As I was coming to the end of Ron Howard’s latest movie, Angels and Demons , I felt like shouting out to the screen, “no, no, you’ve got it precisely backward!” The central theme of the film, based on Dan Brown’s thriller of the same name, is the battle between “science” and Catholicism. It appears as though an ancient rationalist society, the Illuminati, which had been persecuted by the church in centuries past, is back for revenge. They’ve kidnapped four cardinals and placed a devastating explosive device under St. Peter’s and they’re threatening, as a conclave gathers to elect a new Pope, to obliterate the Vatican. To the rescue comes Professor Robert Langdon, a cool agnostic from Harvard, who helps to unravel the mystery after he’s given access to the archives to which the Vatican had heretofore denied him access (presumably for his mischief in the Da Vinci Code !). Ah but not so fast (spoiler alert). In fact, we discover, the whole thing has been concocted by the evil Camerlengo, an ultimate Vatican insider, who has revived the old tale of the Illuminati and organized the wicked scheme in order to create a scapegoat against which he could engage in heroic struggle and so engineer his own election as Pope! I swear I’m not making this up.
Without going into any more of the goofy twists and turns of the story, can you see what prompted my cri de coeur about getting it backward? In point of fact, it is not Catholicism that feels the need constantly to revive the struggle between science and the faith, but rather secular modernity — and Ron Howard’s movie itself is exhibit A. There is a stubbornly enduring myth that the “modern” world — especially in its scientific expression — emerged out of a terrible struggle with backward-looking Catholicism. And thus many avatars of modernity feel the need on a regular basis to bring out the Catholic Church as a scapegoat and punching-bag, as if to re-enact the founding myth. Of course, the central act in this drama is the story of Galileo’s persecution at the hands of the ignorant and vindictive church, and so Brown and Howard bring the great Renaissance scientist front and center: Langdon is almost suffocated by wicked Vaticanisti while he diligently researches in the Galileo archive, and at the end of the film, a grateful Cardinal rewards the intrepid scientist with a long-hidden text of the master. Well.

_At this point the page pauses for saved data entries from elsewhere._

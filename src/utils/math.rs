//! Scalar, quadratic, and toroidal math helpers layered on top of `glam`.

use glam::Vec2;

/// Mod-reduces a coordinate into the canonical wrapped range `[-side/2, side/2)`.
pub fn wrap_coord(x: f32, side: f32) -> f32 {
    let half = side * 0.5;
    (x + half).rem_euclid(side) - half
}

/// Mod-reduces both components of a point into the canonical wrapped square.
pub fn wrap_point(p: Vec2, side: f32) -> Vec2 {
    Vec2::new(wrap_coord(p.x, side), wrap_coord(p.y, side))
}

/// Clamps a point into the closed square `[-side/2, side/2]²` of an open
/// layer. Spatial-index containment requires every position to stay inside
/// the root square.
pub fn clamp_point(p: Vec2, side: f32) -> Vec2 {
    let half = side * 0.5;
    p.clamp(Vec2::splat(-half), Vec2::splat(half))
}

/// Shortest vector from `b` to `a` on a torus of the given side length.
///
/// Each component of the plain difference is reduced into `[-side/2, side/2)`,
/// which picks the nearest periodic image of `b`.
pub fn wrapped_delta(a: Vec2, b: Vec2, side: f32) -> Vec2 {
    wrap_point(a - b, side)
}

/// The eight non-zero axis and diagonal translations of a wrapped layer.
///
/// A query circle near a wrapped edge must also be tested against the nodes
/// on the opposite edge; re-running an unwrapped query at each of these
/// offsets covers every periodic image that can matter.
pub fn wrap_offsets(side: f32) -> [Vec2; 8] {
    [
        Vec2::new(side, 0.0),
        Vec2::new(-side, 0.0),
        Vec2::new(0.0, side),
        Vec2::new(0.0, -side),
        Vec2::new(side, side),
        Vec2::new(side, -side),
        Vec2::new(-side, side),
        Vec2::new(-side, -side),
    ]
}

/// Solves `a·x² + b·x + c = 0`, returning real roots in ascending order.
///
/// A vanishing quadratic coefficient degrades to the linear solution; a
/// negative discriminant returns `None`.
pub fn solve_quadratic(a: f32, b: f32, c: f32) -> Option<(f32, f32)> {
    if a.abs() < 1e-12 {
        if b.abs() < 1e-12 {
            return None;
        }
        let x = -c / b;
        return Some((x, x));
    }

    let discriminant = b * b - 4.0 * a * c;
    if discriminant < 0.0 {
        return None;
    }
    let sqrt_disc = discriminant.sqrt();
    let x0 = (-b - sqrt_disc) / (2.0 * a);
    let x1 = (-b + sqrt_disc) / (2.0 * a);
    if x0 <= x1 {
        Some((x0, x1))
    } else {
        Some((x1, x0))
    }
}

/// Root selection for the impulse solve: the smaller positive root when one
/// exists, else the larger positive root, else zero.
pub fn positive_root_or_zero(roots: Option<(f32, f32)>) -> f32 {
    match roots {
        Some((lo, _)) if lo > 0.0 => lo,
        Some((_, hi)) if hi > 0.0 => hi,
        _ => 0.0,
    }
}

/// Distance from `point` to the segment running from `start` to `start + dir`.
pub fn segment_point_distance(start: Vec2, dir: Vec2, point: Vec2) -> f32 {
    let len_sq = dir.length_squared();
    if len_sq < 1e-12 {
        return start.distance(point);
    }
    let t = ((point - start).dot(dir) / len_sq).clamp(0.0, 1.0);
    (start + dir * t).distance(point)
}

/// Earliest `t ∈ [0, 1]` at which a point swept along `start + t·dir` comes
/// within `radius` of `center`. A start already inside reports `t = 0`.
pub fn sweep_circle_toi(start: Vec2, dir: Vec2, center: Vec2, radius: f32) -> Option<f32> {
    let oc = start - center;
    if oc.length_squared() <= radius * radius {
        return Some(0.0);
    }

    let a = dir.length_squared();
    let b = 2.0 * oc.dot(dir);
    let c = oc.length_squared() - radius * radius;
    let (t0, t1) = solve_quadratic(a, b, c)?;
    if t1 < 0.0 || t0 > 1.0 {
        return None;
    }
    Some(t0.max(0.0))
}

Though these facts are well known, and though I’ve rehearsed them before, it appears that they bear repeating. Albert the Great and Thomas Aquinas were early advocates of Aristotelian science; Copernicus, the popularizer of the heliocentric understanding of the solar system, was a priest; Gregor Mendel, the father of genetics and a chief forerunner of Darwin, was a monk; many of the founders of modern science — Newton, Kepler, Tycho Brahe, Descartes, Pascal, Leibniz — were devoutly religious men; the formulator of the Big Bang theory of cosmic origins was a priest. Perhaps most importantly, the modern physical sciences emerged precisely in the context of a Christian culture, where the belief in creation and hence in universal intelligibility was taken for granted. And today, the supposedly sinister and anti-scientific Vatican sponsors a number of observatories and supports societies at its pontifical universities devoted to dialogue with the sciences at the very highest levels. Despite the tragedy of the Galileo incident, prompted by the ignorance and in some cases ill-will of certain churchmen at the time, Catholicism is not the enemy of science and feels absolutely no compulsion to define itself over against science as though the two are locked in a kind of zero-sum game. It is a longstanding conviction of the Church that since God is one and since all truth comes from God, there can finally be no conflict between the truths of revelation and the truths discoverable through the exercise of human reason. And so the Church rejoices in whatever the empirical sciences uncover and expects no conflict between those discoveries and its own faith, rightly interpreted.
What I found particularly galling about the film is that Robert Langdon not only solves the mystery but also effectively protects the church from itself. This, of course, is the modern fantasy in full: “science” emerged from Catholicism after a terrible battle but still has the graciousness and magnanimity to offer its help to its benighted and defeated rival. Ugh! Truth be told, the wound caused by the Galileo incident is being constantly picked open, not by the Vatican, but by representatives of secular modernity; the “battle” between religion and science is now pretty much a shadow-boxing affair, radical secularism shaking its fists at a phantom.
Go see Angels and Demons if you like a thriller or you enjoy computer-generated images of the Vatican; but please don’t be taken in by its underlying philosophy.